Don't let the fluffy title and cover fool you. Westward the Women is a tough, gritty little film.
Cattle baron Roy Whitman (John McIntire) feels bad for his men, working way out west with no women around. His solution? Go to Chicago and recruit 140 girls willing to endure the arduous 2,000-mile trek and become wives.
He hires seasoned old friend Buck Wyatt (Robert Taylor) to lead the wagon train back. Buck’s skeptical, of course. Not only does he appear to be contemptuous of women in general, he believes a lot of them won’t actually survive the journey. Despite Buck warning them of the potential dangers they'll face, none of the women are dissuaded from making the trip.
A majority of Westward the Women centers on the journey itself, which is indeed fraught with peril…floods, Indian attacks, accidents, abandonment and sexual assault from hired hands. Buck initially appears to be an unsympathetic taskmaster, fully expecting the women to ride, work, shoot and defend themselves. But he’s also fiercely protective, such as when he shoots and kills one of his own men for assaulting one of them.
|When Punch Buggy gets real.|
True to Buck’s warning, many of them do die. In fact, the overall tone of the entire film is pretty somber, with one life-threatening crisis after another. At no point does the film glamorize the old west or those living in it. Even the obligatory romantic subplot involving Buck and amorous showgirl Fifi Danon (Denise Darcel) is more combative than cloying.

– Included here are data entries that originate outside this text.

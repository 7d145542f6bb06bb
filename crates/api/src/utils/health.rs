//! Health check types reported by `GET /health`

use chrono::Utc;
use serde::{Deserialize, Serialize};

/// Share of healthy components at or above which the service counts as up.
const HEALTHY_THRESHOLD: f64 = 0.8;

/// Overall health status of the application
///
/// # Example
/// ```
/// use clinicdesk_api::utils::health::{ComponentHealth, HealthStatus};
///
/// let mut status = HealthStatus::new()
///     .add_component(ComponentHealth::healthy("storage"))
///     .add_component(ComponentHealth::unhealthy("cache", "connection timeout"));
/// status.calculate_score();
///
/// assert!((status.score - 0.5).abs() < f64::EPSILON);
/// assert!(!status.is_healthy);
/// ```
#[derive(Debug, Clone, Serialize, Deserialize)]
pub struct HealthStatus {
    pub is_healthy: bool,

    /// From 0.0 to 1.0: healthy components over total components
    pub score: f64,

    pub components: Vec<ComponentHealth>,

    /// Unix timestamp when the check ran
    pub timestamp: i64,
}

impl HealthStatus {
    /// Healthy with score 1.0 and no components
    pub fn new() -> Self {
        Self {
            is_healthy: true,
            score: 1.0,
            components: Vec::new(),
            timestamp: Utc::now().timestamp(),
        }
    }

    pub fn add_component(mut self, component: ComponentHealth) -> Self {
        self.components.push(component);
        self
    }

    /// Recompute `score` and `is_healthy`; call after all components are in.
    #[allow(clippy::cast_precision_loss)]
    pub fn calculate_score(&mut self) {
        if self.components.is_empty() {
            return;
        }

        let healthy_count = self.components.iter().filter(|c| c.is_healthy).count();

        self.score = healthy_count as f64 / self.components.len() as f64;
        self.is_healthy = self.score >= HEALTHY_THRESHOLD;
    }
}

impl Default for HealthStatus {
    fn default() -> Self {
        Self::new()
    }
}

/// Health of a single component
#[derive(Debug, Clone, Serialize, Deserialize)]
pub struct ComponentHealth {
    pub name: String,
    pub is_healthy: bool,
    pub message: Option<String>,
}

impl ComponentHealth {
    pub fn healthy(name: impl Into<String>) -> Self {
        Self { name: name.into(), is_healthy: true, message: None }
    }

    pub fn unhealthy(name: impl Into<String>, message: impl Into<String>) -> Self {
        Self { name: name.into(), is_healthy: false, message: Some(message.into()) }
    }
}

I wouldn’t rank Westward the Women among the classics of the genre, but thematically, it has enough unique qualities to set it apart from other westerns of the time. With comparatively subdued performances and authentic attempts at realism (especially regarding its many female characters), this film is an interesting little curio…and pretty enjoyable, too.
AUDIO COMMENTARY - By Scott Eyman
VINTAGE PROMOTIONAL FEATURETTE
2 TOM & JERRY CARTOONS - “Texas Ton” & “The Duck Doctor.”
LUX RADIO THEATER BROADCAST - From December 1952.